Battle Plans

Armed with a bag of Werther’s Originals and a vague plan about finding the site of Boudica’s final battle against the Romans, my friend (and countrywoman) and I headed down the A5 towards Atherstone.

By Boadicea by Colin Smith, CC BY-SA 2.0, https://commons.wikimedia.org/w/index.php?curid=107819273

Boudica’s burial place is one of Britain’s great mysteries. I thought for years that the warrior queen rested beneath a platform of Kings Cross Station but clearly I was on the wrong track. There is no trace of her there, or anywhere else for that matter, although plenty of places have been mooted as a possibility. Ever since Richard III was found under that car park, perhaps people are more comfortable putting forward their own research into such things. Even somewhere they flog burgers in Birmingham is apparently a contender for the final resting place of the scourge of the Roman Empire. If she genuinely is here, they really ought to consider changing the name to ‘Queen’s Norton’. Let’s be honest, it wouldn’t be the first time a significant piece of history has been linked to the foundations of a local fast food restaurant in the West Midlands.
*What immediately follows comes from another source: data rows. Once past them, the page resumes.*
use faer::{Mat, Side};

const SYMMETRY_EPSILON: f64 = 1.0e-10;

#[derive(Debug, Clone, PartialEq, thiserror::Error)]
pub enum EigenError {
    #[error("eigen-decomposition requires a square matrix, got {rows}x{cols}")]
    NonSquareMatrix { rows: usize, cols: usize },
    #[error("eigen-decomposition requires a non-empty matrix")]
    EmptyMatrix,
    #[error("matrix is not symmetric at ({row}, {col})")]
    NonSymmetricMatrix { row: usize, col: usize },
    #[error("matrix contains a non-finite element at ({row}, {col})")]
    NonFiniteElement { row: usize, col: usize },
    #[error("self-adjoint eigen-decomposition did not converge")]
    NoConvergence,
}

/// Eigenpairs of a real symmetric matrix, sorted by descending eigenvalue.
/// Column `i` of `eigenvectors` belongs to `eigenvalues[i]`.
#[derive(Debug, Clone)]
pub struct SymmetricEigen {
    pub eigenvalues: Vec<f64>,
    pub eigenvectors: Mat<f64>,
}

impl SymmetricEigen {
    pub fn eigenvector(&self, index: usize) -> Vec<f64> {
        (0..self.eigenvectors.nrows())
            .map(|row| self.eigenvectors[(row, index)])
            .collect()
    }
}

/// Eigen-decomposition of a real symmetric matrix.
///
/// Symmetry is checked up front since faer only reads the lower triangle.
pub fn symmetric_eigen(matrix: &Mat<f64>) -> Result<SymmetricEigen, EigenError> {
    let dimension = validate_symmetric(matrix)?;
    let decomposition = matrix
        .self_adjoint_eigen(Side::Lower)
        .map_err(|_| EigenError::NoConvergence)?;

    // faer sorts ascending.
    let ascending: Vec<f64> = decomposition.S().column_vector().iter().copied().collect();
    let vectors = decomposition.U();
    let eigenvalues = ascending.iter().rev().copied().collect();
    let eigenvectors = Mat::<f64>::from_fn(dimension, dimension, |row, col| {
        vectors[(row, dimension - 1 - col)]
    });

    Ok(SymmetricEigen {
        eigenvalues,
        eigenvectors,
    })
}

fn validate_symmetric(matrix: &Mat<f64>) -> Result<usize, EigenError> {
    let rows = matrix.nrows();
    let cols = matrix.ncols();
    if rows != cols {
        return Err(EigenError::NonSquareMatrix { rows, cols });
    }
    if rows == 0 {
        return Err(EigenError::EmptyMatrix);
    }

    let scale = frobenius_norm(matrix).max(1.0);
    for row in 0..rows {
        for col in 0..cols {
            if !matrix[(row, col)].is_finite() {
                return Err(EigenError::NonFiniteElement { row, col });
            }
            if (matrix[(row, col)] - matrix[(col, row)]).abs() > SYMMETRY_EPSILON * scale {
                return Err(EigenError::NonSymmetricMatrix { row, col });
            }
        }
    }
    Ok(rows)
}

fn frobenius_norm(matrix: &Mat<f64>) -> f64 {
    let mut sum = 0.0;
    for row in 0..matrix.nrows() {
        for col in 0..matrix.ncols() {
            sum += matrix[(row, col)] * matrix[(row, col)];
        }
    }
    sum.sqrt()
}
There are two Mummies beneath what was once another MaccyDs in Tamworth.

Despite several sites laying claim to being the scene of Boudica’s last battle, no archaeological evidence has turned up at any of them either. Claims have instead been based on descriptions of the battle ground from two Roman historians, Tacitus and Cassius Dio. It’s described as somewhere within a defile (a steep sided narrow gorge) with a wood behind it and open countryside in front of it, chosen to prevent ambushes from Boudica’s warriors. In 2004, archaeologist Jim Gould wrote an article in which he says the description of the site given by Tacitus is much too vague for positive identification. He believed it would never be identified on the ground, in the absence of an archaeological discovery.
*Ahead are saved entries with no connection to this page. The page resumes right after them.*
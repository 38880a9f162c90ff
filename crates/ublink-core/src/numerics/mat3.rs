use faer::Mat;
use std::fmt::{Debug, Formatter};

pub type Vec3 = [f64; 3];

const SINGULAR_DETERMINANT_EPSILON: f64 = 1.0e-14;

#[derive(Debug, Clone, PartialEq, thiserror::Error)]
pub enum Mat3Error {
    #[error("3x3 matrix is singular (determinant {determinant:e})")]
    Singular { determinant: f64 },
    #[error("3x3 matrix contains a non-finite element at ({row}, {col})")]
    NonFinite { row: usize, col: usize },
}

/// Dense real 3x3 matrix backed by a `faer::Mat<f64>`.
#[derive(Clone)]
pub struct Mat3 {
    inner: Mat<f64>,
}

impl Mat3 {
    pub fn identity() -> Self {
        Self::from_fn(|row, col| if row == col { 1.0 } else { 0.0 })
    }

    pub fn from_fn(mut f: impl FnMut(usize, usize) -> f64) -> Self {
        let mut inner = Mat::zeros(3, 3);
        for row in 0..3 {
            for col in 0..3 {
                inner[(row, col)] = f(row, col);
            }
        }
        Self { inner }
    }

    pub fn from_rows(rows: [[f64; 3]; 3]) -> Self {
        Self::from_fn(|row, col| rows[row][col])
    }

    /// Right-handed rotation by `angle` radians about `axis` (Rodrigues).
    /// A zero axis yields the identity.
    pub fn rotation(axis: Vec3, angle: f64) -> Self {
        let length = norm(axis);
        if length == 0.0 {
            return Self::identity();
        }
        let k = scale(axis, 1.0 / length);
        let (sin, cos) = angle.sin_cos();
        let skew = [[0.0, -k[2], k[1]], [k[2], 0.0, -k[0]], [-k[1], k[0], 0.0]];
        Self::from_fn(|row, col| {
            let identity = if row == col { 1.0 } else { 0.0 };
            identity * cos + sin * skew[row][col] + (1.0 - cos) * k[row] * k[col]
        })
    }

    pub fn to_rows(&self) -> [[f64; 3]; 3] {
        let mut rows = [[0.0; 3]; 3];
        for (row, values) in rows.iter_mut().enumerate() {
            for (col, value) in values.iter_mut().enumerate() {
                *value = self.inner[(row, col)];
            }
        }
        rows
    }

    pub fn get(&self, row: usize, col: usize) -> f64 {
        self.inner[(row, col)]
    }

    pub fn row(&self, row: usize) -> Vec3 {
        [
            self.inner[(row, 0)],
            self.inner[(row, 1)],
            self.inner[(row, 2)],
        ]
    }

    pub fn transpose(&self) -> Self {
        Self::from_fn(|row, col| self.inner[(col, row)])
    }

    pub fn matmul(&self, rhs: &Mat3) -> Self {
        Self::from_fn(|row, col| {
            (0..3)
                .map(|k| self.inner[(row, k)] * rhs.inner[(k, col)])
                .sum()
        })
    }

    pub fn apply(&self, vector: Vec3) -> Vec3 {
        let mut result = [0.0; 3];
        for (row, value) in result.iter_mut().enumerate() {
            *value = (0..3).map(|col| self.inner[(row, col)] * vector[col]).sum();
        }
        result
    }

    pub fn scaled(&self, factor: f64) -> Self {
        Self::from_fn(|row, col| self.inner[(row, col)] * factor)
    }

    pub fn determinant(&self) -> f64 {
        let m = &self.inner;
        m[(0, 0)] * (m[(1, 1)] * m[(2, 2)] - m[(1, 2)] * m[(2, 1)])
            - m[(0, 1)] * (m[(1, 0)] * m[(2, 2)] - m[(1, 2)] * m[(2, 0)])
            + m[(0, 2)] * (m[(1, 0)] * m[(2, 1)] - m[(1, 1)] * m[(2, 0)])
    }

    pub fn validate_finite(&self) -> Result<(), Mat3Error> {
        for row in 0..3 {
            for col in 0..3 {
                if !self.inner[(row, col)].is_finite() {
                    return Err(Mat3Error::NonFinite { row, col });
                }
            }
        }
        Ok(())
    }

    /// Inverse via the adjugate; rejects matrices whose determinant is
    /// negligible relative to the cube of the largest element.
    pub fn inverse(&self) -> Result<Self, Mat3Error> {
        self.validate_finite()?;
        let determinant = self.determinant();
        let scale = self.max_abs_element().max(f64::MIN_POSITIVE);
        if determinant.abs() <= SINGULAR_DETERMINANT_EPSILON * scale.powi(3) {
            return Err(Mat3Error::Singular { determinant });
        }

        let m = &self.inner;
        let cofactor = |r0: usize, r1: usize, c0: usize, c1: usize| {
            m[(r0, c0)] * m[(r1, c1)] - m[(r0, c1)] * m[(r1, c0)]
        };
        let adjugate = Self::from_rows([
            [cofactor(1, 2, 1, 2), -cofactor(0, 2, 1, 2), cofactor(0, 1, 1, 2)],
            [-cofactor(1, 2, 0, 2), cofactor(0, 2, 0, 2), -cofactor(0, 1, 0, 2)],
            [cofactor(1, 2, 0, 1), -cofactor(0, 2, 0, 1), cofactor(0, 1, 0, 1)],
        ]);
        Ok(adjugate.scaled(1.0 / determinant))
    }

    pub fn max_abs_element(&self) -> f64 {
        let mut max = 0.0_f64;
        for row in 0..3 {
            for col in 0..3 {
                max = max.max(self.inner[(row, col)].abs());
            }
        }
        max
    }
}

impl PartialEq for Mat3 {
    fn eq(&self, other: &Self) -> bool {
        self.to_rows() == other.to_rows()
    }
}

impl Debug for Mat3 {
    fn fmt(&self, f: &mut Formatter<'_>) -> std::fmt::Result {
        f.debug_tuple("Mat3").field(&self.to_rows()).finish()
    }
}

pub fn dot(lhs: Vec3, rhs: Vec3) -> f64 {
    lhs[0] * rhs[0] + lhs[1] * rhs[1] + lhs[2] * rhs[2]
}

pub fn cross(lhs: Vec3, rhs: Vec3) -> Vec3 {
    [
        lhs[1] * rhs[2] - lhs[2] * rhs[1],
        lhs[2] * rhs[0] - lhs[0] * rhs[2],
        lhs[0] * rhs[1] - lhs[1] * rhs[0],
    ]
}

pub fn norm(vector: Vec3) -> f64 {
    dot(vector, vector).sqrt()
}

pub fn scale(vector: Vec3, factor: f64) -> Vec3 {
    [vector[0] * factor, vector[1] * factor, vector[2] * factor]
}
One of the chief contenders is Mancetter, on the outskirts of Atherstone, or Manduessedum as it was known in Boudica’s time. If it is ever proved, then they ought to consider changing the name to ‘Womancetter’ but I think we are going to have to defile that thought away for now.
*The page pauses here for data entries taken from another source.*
//! Defaults for every tunable of a linking run.

pub const DEFAULT_Q_TOLERANCE: f64 = 0.5;
pub const DEFAULT_Q_DECREMENT: f64 = 0.95;
pub const DEFAULT_D_TOLERANCE: f64 = 0.01;
pub const DEFAULT_NUM_PEAKS: usize = 15;
pub const DEFAULT_PEAK_INCREMENT: usize = 10;
pub const DEFAULT_ITERATIONS: usize = 10;

pub const DEFAULT_CELL_LENGTH: f64 = 1.0;
pub const DEFAULT_CELL_ANGLE: f64 = 90.0;

pub const DEFAULT_MIN_WAVELENGTH: f64 = 0.8;
pub const DEFAULT_MAX_WAVELENGTH: f64 = 9.3;
pub const DEFAULT_MIN_D_SPACING: f64 = 0.6;
pub const DEFAULT_MAX_D_SPACING: f64 = 20.0;

pub const DEFAULT_BEAM_DIRECTION: [f64; 3] = [0.0, 0.0, 1.0];
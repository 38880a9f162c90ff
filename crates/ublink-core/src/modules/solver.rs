//! Fixed-cell orientation fit.
//!
//! Only the rotation `U` is refined: with `B` built from the run's lattice
//! constants, `U` minimises `Σ |U·B·h − Q/2π|²` over the indexed peaks
//! (Horn's closed-form quaternion solution). The cell therefore cannot drift
//! from one iteration to the next.

use super::lattice::b_matrix;
use super::traits::OrientationSolver;
use crate::domain::{LatticeConstants, LinkError, LinkResult, OrientationMatrix, PeakCatalogue};
use crate::numerics::{EigenError, Mat3, Vec3, cross, norm, scale, symmetric_eigen};
use faer::Mat;
use std::f64::consts::TAU;
use tracing::trace;

pub const MIN_INDEXED_PEAKS: usize = 2;

const COLLINEAR_SINE_EPSILON: f64 = 1.0e-6;
const EIGEN_GAP_EPSILON: f64 = 1.0e-12;

#[derive(Debug, Clone, PartialEq, thiserror::Error)]
pub enum OrientationFitError {
    #[error("orientation fit needs at least {required} indexed peaks, got {found}")]
    TooFewPeaks { required: usize, found: usize },
    #[error("indexed reflections are collinear; rotation about their common axis is undetermined")]
    CollinearReflections,
    #[error("rotation is ill-determined (leading eigenvalues {leading:e} and {second:e} coincide)")]
    AmbiguousRotation { leading: f64, second: f64 },
    #[error("reference and observed vector counts differ ({reference} vs {observed})")]
    LengthMismatch { reference: usize, observed: usize },
    #[error(transparent)]
    Eigen(#[from] EigenError),
}

#[derive(Debug, Clone, Copy, Default)]
pub struct LatticeOrientationSolver;

impl LatticeOrientationSolver {
    /// Proper rotation `R` maximising `Σ observed_i · (R · reference_i)`.
    pub fn fit_rotation(
        reference: &[Vec3],
        observed: &[Vec3],
    ) -> Result<Mat3, OrientationFitError> {
        if reference.len() != observed.len() {
            return Err(OrientationFitError::LengthMismatch {
                reference: reference.len(),
                observed: observed.len(),
            });
        }
        if reference.len() < MIN_INDEXED_PEAKS {
            return Err(OrientationFitError::TooFewPeaks {
                required: MIN_INDEXED_PEAKS,
                found: reference.len(),
            });
        }
        if are_collinear(reference) {
            return Err(OrientationFitError::CollinearReflections);
        }

        let mut s = [[0.0_f64; 3]; 3];
        for (x, y) in reference.iter().zip(observed) {
            for row in 0..3 {
                for col in 0..3 {
                    s[row][col] += x[row] * y[col];
                }
            }
        }

        let [[sxx, sxy, sxz], [syx, syy, syz], [szx, szy, szz]] = s;
        let n = [
            [sxx + syy + szz, syz - szy, szx - sxz, sxy - syx],
            [syz - szy, sxx - syy - szz, sxy + syx, szx + sxz],
            [szx - sxz, sxy + syx, -sxx + syy - szz, syz + szy],
            [sxy - syx, szx + sxz, syz + szy, -sxx - syy + szz],
        ];
        let mut n_matrix = Mat::<f64>::zeros(4, 4);
        for (row, values) in n.iter().enumerate() {
            for (col, value) in values.iter().enumerate() {
                n_matrix[(row, col)] = *value;
            }
        }

        let eigen = symmetric_eigen(&n_matrix)?;
        let leading = eigen.eigenvalues[0];
        let second = eigen.eigenvalues[1];
        if leading - second <= EIGEN_GAP_EPSILON * leading.abs().max(1.0) {
            return Err(OrientationFitError::AmbiguousRotation { leading, second });
        }

        let q = eigen.eigenvector(0);
        let length = q.iter().map(|component| component * component).sum::<f64>().sqrt();
        let [q0, q1, q2, q3] = [q[0] / length, q[1] / length, q[2] / length, q[3] / length];

        Ok(Mat3::from_rows([
            [
                q0 * q0 + q1 * q1 - q2 * q2 - q3 * q3,
                2.0 * (q1 * q2 - q0 * q3),
                2.0 * (q1 * q3 + q0 * q2),
            ],
            [
                2.0 * (q1 * q2 + q0 * q3),
                q0 * q0 - q1 * q1 + q2 * q2 - q3 * q3,
                2.0 * (q2 * q3 - q0 * q1),
            ],
            [
                2.0 * (q1 * q3 - q0 * q2),
                2.0 * (q2 * q3 + q0 * q1),
                q0 * q0 - q1 * q1 - q2 * q2 + q3 * q3,
            ],
        ]))
    }
}

impl OrientationSolver for LatticeOrientationSolver {
    fn solve_orientation(
        &self,
        peaks: &PeakCatalogue,
        lattice: &LatticeConstants,
    ) -> LinkResult<OrientationMatrix> {
        let b = b_matrix(lattice)?;

        let (reference, observed): (Vec<Vec3>, Vec<Vec3>) = peaks
            .iter()
            .filter(|peak| peak.is_indexed())
            .filter_map(|peak| {
                let hkl = peak.hkl?;
                Some((b.apply(hkl.as_vector()), scale(peak.q_lab, 1.0 / TAU)))
            })
            .unzip();

        let rotation = Self::fit_rotation(&reference, &observed).map_err(|error| {
            LinkError::degenerate_fit(
                "RUN.DEGENERATE_FIT",
                format!(
                    "cannot fit an orientation to {} indexed peaks: {}",
                    reference.len(),
                    error
                ),
            )
        })?;
        trace!(peaks = reference.len(), "fitted fixed-cell orientation");

        Ok(OrientationMatrix::new(rotation.matmul(&b)))
    }
}

fn are_collinear(vectors: &[Vec3]) -> bool {
    let Some(axis) = vectors
        .iter()
        .copied()
        .max_by(|lhs, rhs| norm(*lhs).total_cmp(&norm(*rhs)))
    else {
        return true;
    };
    let axis_length = norm(axis);
    if axis_length == 0.0 {
        return true;
    }

    !vectors.iter().any(|vector| {
        let length = norm(*vector);
        length > 0.0 && norm(cross(axis, *vector)) / (axis_length * length) > COLLINEAR_SINE_EPSILON
    })
}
What we do have archaeological evidence of at Mancetter is a Roman fort, now occupied by the site of the church and manor house. As we stood nosing in at the gate of the latter, the gardener appeared and told us it dated back to the fourteenth century and had a priest hide and a secret tunnel leading to the church. Despite my enthusiasm for stories of this kind, experience tells me these architectural features often turn out to be a cupboard or a cellar. In this case however, it seems he may not have been leading us up the garden path. Well not entirely. According to the Atherstone News and Herald in June 1956, in what’s now known as the ‘Martyr’s Bedroom’, an escape route led to the roof via a sliding panel in, ahem, a cupboard

The manor was the home of the Protestant Glover brothers John, William and Robert. In 1555, the Bishop of Lichfield issued a warrant for their arrest but by the time the Mayor of Coventry arrived with men to carry out the orders two of the trio had escaped. Robert had been unable to flee as he was ill and was taken from his sick bed to Coventry and then to Lichfield where he dined at the Swan before being removed to a cell alongside a dungeon. I suspect this would have been the ‘church prison’, as described by Thomas Harwood which seems to have been underneath what’s now Number One, The Close, rather than the gaol at the Guildhall.

Robert Glover was burned at the stake in Coventry on 19th September 1555. His brother John eluded capture but died of an ague after living in the woods for some months. The Biishop’s Chancellor, Anthony Draycot was not about to let the whole business of him being a protestant lie though, informing the vicar that his body should be dug up and thrown over the churchyard wall. When the vicar pointed out that after six weeks the body stank and finding men willing to undertake the task would be tricky, Draycot instead ordered him to wait for 12 months and then throw the skeleton over the wall into the public highway. The third brother William also suffered post-death disgrace being refused a Christian burial in the town of Wem in Shropshire, his corpse instead being dragged by horses to a nearby field and buried there in unhallowed ground. Just in case a priest hole and secret tunnel haven’t given you your fill of folklore, you should know that Robert Glover’s ghost haunts the room from which he was taken.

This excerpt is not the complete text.